Biraz yağmur yüzünden ve önce yapmamız gereken daha acil şeyler vardı. Buzağıları çalıştırmalıyız çünkü çok geçmeden saman mevsimine gireriz.

Bu yıl daha iyi bir saman yılı geçirmeliyiz, orası kesin.
Yapmalıyız.

Detaylandırır mısınız lütfen? İkiden fazla kelime takdir edilecektir. İşbirliğiniz için teşekkürler.
Geçen yılki samandan çok fazla şikayet etmek istemiyorum. Geçen yıl birkaç güzel erken ilkbahar yağmuru yaşadık, bu da çimlere güzel bir başlangıç ​​sağladı. Ama yazın erken saatlerde yağmur kesiliyor ve yazın geri kalanı çimenler için kötüydü. Ama geçen yıl sahip olduğumuz samana sahip olduğumuz için şanslıyız. Şu anda oldukça iyi durumdayız, ancak Oklahoma'da daha batıya giderseniz, oldukça çabuk kurur. Bu yüzden sahip olduklarımız için minnettar olmalıyız ve bu adamların bu yaz biraz yağmur yağması için dua etmeliyiz.

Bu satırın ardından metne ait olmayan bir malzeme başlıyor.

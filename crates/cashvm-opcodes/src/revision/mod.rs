//! Raw opcode assignments per instruction set revision.
//!
//! A [`Revision`] is an opaque, read-only pair of mappings:
//! `name -> byte value` and `name -> description`. The table builder
//! consults the current revision first and falls back to the legacy one.

mod bch2023;
mod bch2026;

pub use bch2023::BCH_2023;
pub use bch2026::BCH_2026;

/// One dated snapshot of the instruction set.
#[derive(Debug)]
pub struct Revision {
    id: &'static str,
    opcodes: &'static [(&'static str, u8)],
    descriptions: &'static [(&'static str, &'static str)],
}

impl Revision {
    /// Create a revision from raw name/value and name/description pairs
    pub const fn new(
        id: &'static str,
        opcodes: &'static [(&'static str, u8)],
        descriptions: &'static [(&'static str, &'static str)],
    ) -> Self {
        Self {
            id,
            opcodes,
            descriptions,
        }
    }

    /// Revision identifier (e.g. `BCH_2026`)
    pub fn id(&self) -> &'static str {
        self.id
    }

    /// All `(name, value)` assignments, in declaration order
    pub fn opcodes(&self) -> impl Iterator<Item = (&'static str, u8)> + '_ {
        self.opcodes.iter().copied()
    }

    /// Byte value assigned to `name`
    pub fn value_of(&self, name: &str) -> Option<u8> {
        self.opcodes
            .iter()
            .find(|(candidate, _)| *candidate == name)
            .map(|(_, value)| *value)
    }

    /// Name assigned to `value`, if any
    pub fn name_of(&self, value: u8) -> Option<&'static str> {
        self.opcodes
            .iter()
            .find(|(_, candidate)| *candidate == value)
            .map(|(name, _)| *name)
    }

    /// Description text for `name`; empty text counts as missing
    pub fn description(&self, name: &str) -> Option<&'static str> {
        self.descriptions
            .iter()
            .find(|(candidate, _)| *candidate == name)
            .map(|(_, text)| *text)
            .filter(|text| !text.is_empty())
    }
}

Bebeğimiz nasıl dokuz yaşına geldi?
Bilmiyorum. O büyüyor.

Plasentamın pes ettiği o gece o kadar uzun zaman önceymiş gibi görünmüyor.
Hayır, değil.

aziz erasmus duası

Zaman uçuyor, değil mi?
Evet. Biraz fazla hızlı.

Ama doğrulamak için: Neredeyse on altı yıl önce bebek sahibi olmaya başladığımız zamanki kadar genç ve canlı görünüyorum, değil mi?
(Duraklat)

Cevap vermen çok uzun sürüyor.
(Duraklama) Şey, sen…

Boşver. Cevap vermen çok uzun sürdü.
(Cevapsız.)

Tamam, devam et ve cevap ver.
Bence hala o zamanki kadar hareketlisin.

Canlı sizin için ne ifade ediyor?
Bunu söyleyen sensin. Bilmiyorum. Bana canlılığın ne demek olduğunu söyle.

Ama az önce enerjik olduğumu söyledin!
Aman Tanrım.

Tamam, dokuz yaşına giren bebeğimiz hakkında konuşuyorduk.
Çocukların büyümesini izlemeyi seviyorum ama onların bu kadar büyümesine hazır değilim.

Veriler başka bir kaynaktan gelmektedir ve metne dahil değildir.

//! Session driver: commits transitions and hands effects to a surface

use crate::grid::{build_segments, Segment};
use crate::label::page_title;
use crate::state::{BrowserState, Effect, Event, FilterStage};
use crate::years::ActivationYear;
use crate::Catalog;
use cashvm_opcodes::OpcodeRow;
use std::collections::BTreeSet;

/// Rendering side of a session
pub trait Surface {
    /// Perform one effect
    fn apply(&mut self, effect: &Effect);
}

/// Surface that records what it was asked to do
#[derive(Debug, Default, Clone, PartialEq, Eq)]
pub struct MemorySurface {
    /// Current location fragment
    pub fragment: String,
    /// Current document title
    pub title: String,
    /// Cells scrolled into view, oldest first
    pub scrolled: Vec<u8>,
    /// Number of times the search box was focused
    pub focus_count: usize,
    /// Every effect received, in order
    pub log: Vec<Effect>,
}

impl Surface for MemorySurface {
    fn apply(&mut self, effect: &Effect) {
        match effect {
            Effect::WriteFragment(fragment) => self.fragment = fragment.clone(),
            Effect::SetTitle(title) => self.title = title.clone(),
            Effect::ScrollIntoView(value) => self.scrolled.push(*value),
            Effect::FocusSearch => self.focus_count += 1,
        }
        self.log.push(effect.clone());
    }
}

/// What a chip does when pressed
#[derive(Debug, Clone, PartialEq, Eq)]
pub struct Chip {
    /// Visible text
    pub label: String,
    /// Whether the filter is on
    pub active: bool,
    /// Style tone, for category chips
    pub tone: Option<&'static str>,
    /// Event raised when pressed
    pub event: Event,
}

/// Everything needed to draw the page
#[derive(Debug, Clone)]
pub struct View<'c> {
    /// Rows matching the current filters, in table order
    pub matches: Vec<&'c OpcodeRow>,
    /// Values to highlight; `None` when no filter is active
    pub highlighted: Option<BTreeSet<u8>>,
    /// Grid layout
    pub segments: Vec<Segment>,
    /// Selected row
    pub selected: Option<&'c OpcodeRow>,
    /// Chip stage
    pub stage: FilterStage,
    /// Chips for the current stage
    pub chips: Vec<Chip>,
    /// Whether the "clear filters" control is shown
    pub show_clear_filters: bool,
    /// Search text
    pub search: String,
    /// Document title
    pub title: String,
}

impl<'c> View<'c> {
    /// Whether `value` should be drawn highlighted
    pub fn is_highlighted(&self, value: u8) -> bool {
        self.highlighted
            .as_ref()
            .map_or(false, |values| values.contains(&value))
    }

    /// Whether `value` should be drawn dimmed
    pub fn is_dimmed(&self, value: u8) -> bool {
        self.highlighted.is_some() && !self.is_highlighted(value)
    }
}

impl BrowserState {
    /// Derive the view model
    pub fn view<'c>(&self, catalog: &'c Catalog) -> View<'c> {
        let matches = self.matches(catalog);
        let highlighted = self
            .is_filtering()
            .then(|| matches.iter().map(|row| row.value).collect());
        let selected = self.selected_row(catalog);

        View {
            highlighted,
            segments: build_segments(&self.expanded),
            selected,
            stage: self.stage,
            chips: self.chips(catalog),
            show_clear_filters: self.stage != FilterStage::Initial || self.has_filters(),
            search: self.query.search.clone(),
            title: page_title(selected),
            matches,
        }
    }

    fn chips(&self, catalog: &Catalog) -> Vec<Chip> {
        match self.stage {
            FilterStage::Initial => vec![
                Chip {
                    label: "Operation Type".into(),
                    active: false,
                    tone: None,
                    event: Event::ShowOperationType,
                },
                Chip {
                    label: "Activation Year".into(),
                    active: false,
                    tone: None,
                    event: Event::ShowActivationYear,
                },
            ],
            FilterStage::OperationType => catalog
                .table()
                .categories()
                .iter()
                .map(|category| Chip {
                    label: category.display_name().into(),
                    active: self.query.categories.contains(category),
                    tone: Some(category.tone()),
                    event: Event::ToggleCategory(*category),
                })
                .collect(),
            FilterStage::ActivationYear => ActivationYear::ALL
                .into_iter()
                .map(|year| Chip {
                    label: year.to_string(),
                    active: self.years.contains(&year),
                    tone: None,
                    event: Event::ToggleYear(year),
                })
                .collect(),
        }
    }
}

/// One viewing session bound to a surface
pub struct Browser<'c, S: Surface> {
    catalog: &'c Catalog,
    state: BrowserState,
    surface: S,
}

impl<'c, S: Surface> Browser<'c, S> {
    /// Start a session from the fragment present at load time.
    ///
    /// The title is always written once on start.
    pub fn open(catalog: &'c Catalog, surface: S, fragment: &str) -> Self {
        let transition =
            BrowserState::default().reduce(catalog, &Event::FragmentChanged(fragment.to_string()));

        let mut browser = Self {
            catalog,
            state: transition.state,
            surface,
        };

        let title = page_title(browser.state.selected_row(catalog));
        let effects = std::iter::once(Effect::SetTitle(title)).chain(
            transition
                .effects
                .into_iter()
                .filter(|effect| !matches!(effect, Effect::SetTitle(_))),
        );
        for effect in effects {
            browser.surface.apply(&effect);
        }

        tracing::debug!(selected = ?browser.state.selected, "browser opened");
        browser
    }

    /// Apply an event, commit the new state, then run its effects
    pub fn dispatch(&mut self, event: Event) {
        let transition = self.state.reduce(self.catalog, &event);
        tracing::debug!(?event, effects = transition.effects.len(), "browser transition");

        self.state = transition.state;
        for effect in &transition.effects {
            self.surface.apply(effect);
        }
    }

    /// Current state
    pub fn state(&self) -> &BrowserState {
        &self.state
    }

    /// Current view model
    pub fn view(&self) -> View<'c> {
        self.state.view(self.catalog)
    }

    /// The surface
    pub fn surface(&self) -> &S {
        &self.surface
    }

    /// Mutable access to the surface
    pub fn surface_mut(&mut self) -> &mut S {
        &mut self.surface
    }

    /// Catalog the session reads from
    pub fn catalog(&self) -> &'c Catalog {
        self.catalog
    }
}

#[cfg(test)]
mod tests {
    use super::*;
    use cashvm_opcodes::Category;

    #[test]
    fn test_open_without_fragment_writes_base_title() {
        let browser = Browser::open(Catalog::global(), MemorySurface::default(), "");
        assert_eq!(browser.surface().title, "CashVM Opcodes | Bitcoin Cash");
        assert_eq!(browser.surface().log.len(), 1);
        assert_eq!(browser.state().selected, None);
    }

    #[test]
    fn test_open_with_fragment() {
        let browser = Browser::open(Catalog::global(), MemorySurface::default(), "#OP_SHA256");
        let surface = browser.surface();
        assert_eq!(surface.title, "OP_SHA256 | CashVM Opcodes | Bitcoin Cash");
        assert_eq!(surface.scrolled, vec![0xa8]);
        assert!(surface.fragment.is_empty());
        assert_eq!(
            surface.log,
            vec![
                Effect::SetTitle("OP_SHA256 | CashVM Opcodes | Bitcoin Cash".into()),
                Effect::ScrollIntoView(0xa8),
            ]
        );
    }

    #[test]
    fn test_initial_chips() {
        let browser = Browser::open(Catalog::global(), MemorySurface::default(), "");
        let view = browser.view();
        let labels: Vec<&str> = view.chips.iter().map(|c| c.label.as_str()).collect();
        assert_eq!(labels, vec!["Operation Type", "Activation Year"]);
        assert!(!view.show_clear_filters);
        assert!(view.highlighted.is_none());
    }

    #[test]
    fn test_category_chips() {
        let mut browser = Browser::open(Catalog::global(), MemorySurface::default(), "");
        browser.dispatch(Event::ShowOperationType);
        browser.dispatch(Event::ToggleCategory(Category::Binary));

        let view = browser.view();
        assert!(view.show_clear_filters);
        let bitwise = view.chips.iter().find(|c| c.label == "Bitwise").unwrap();
        assert!(bitwise.active);
        assert_eq!(bitwise.tone, Some("binary"));
        assert!(view.is_highlighted(0x84));
        assert!(view.is_dimmed(0x93));
    }

    #[test]
    fn test_year_chips() {
        let mut browser = Browser::open(Catalog::global(), MemorySurface::default(), "");
        browser.dispatch(Event::ShowActivationYear);
        let view = browser.view();
        assert_eq!(view.chips.len(), 8);
        assert_eq!(view.chips[0].label, "2009");
        assert_eq!(view.chips[7].event, Event::ToggleYear(ActivationYear::Y2026));
    }
}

Ben de değil. Bir tane daha alalım.
Bunu ben halledebilirim. Yapabilir misin bilmiyorum.

Lütfen detaylandırın. Aslında, yapma.
Bence hayatımızın zaman çizelgesinde sahip olduğumuz dördü mükemmel.

Hayatının geri kalanında sadece bir kesim sığır eti yiyebilecek olsaydın, bu ne olurdu?
Kaburga gözü. İyi bir kaburga gözünü severim.

Geleceğe bakıp hangi çocuklarımızın çiftçi olmayı seçeceğini tahmin edebilseydiniz, sence bu kim olurdu?
Kesinlikle Bryce. Sonra Todd. Sonra Paige. Sonra Alex. Alex dışarı çıkıp dünyayı görmek konusunda oldukça kararlı. Ama üniversite yıllarına doğru giderken tam olarak aynı şekilde hissettim. Genellikle geri dönmek istediğini anlamak için o zamana ihtiyacın var.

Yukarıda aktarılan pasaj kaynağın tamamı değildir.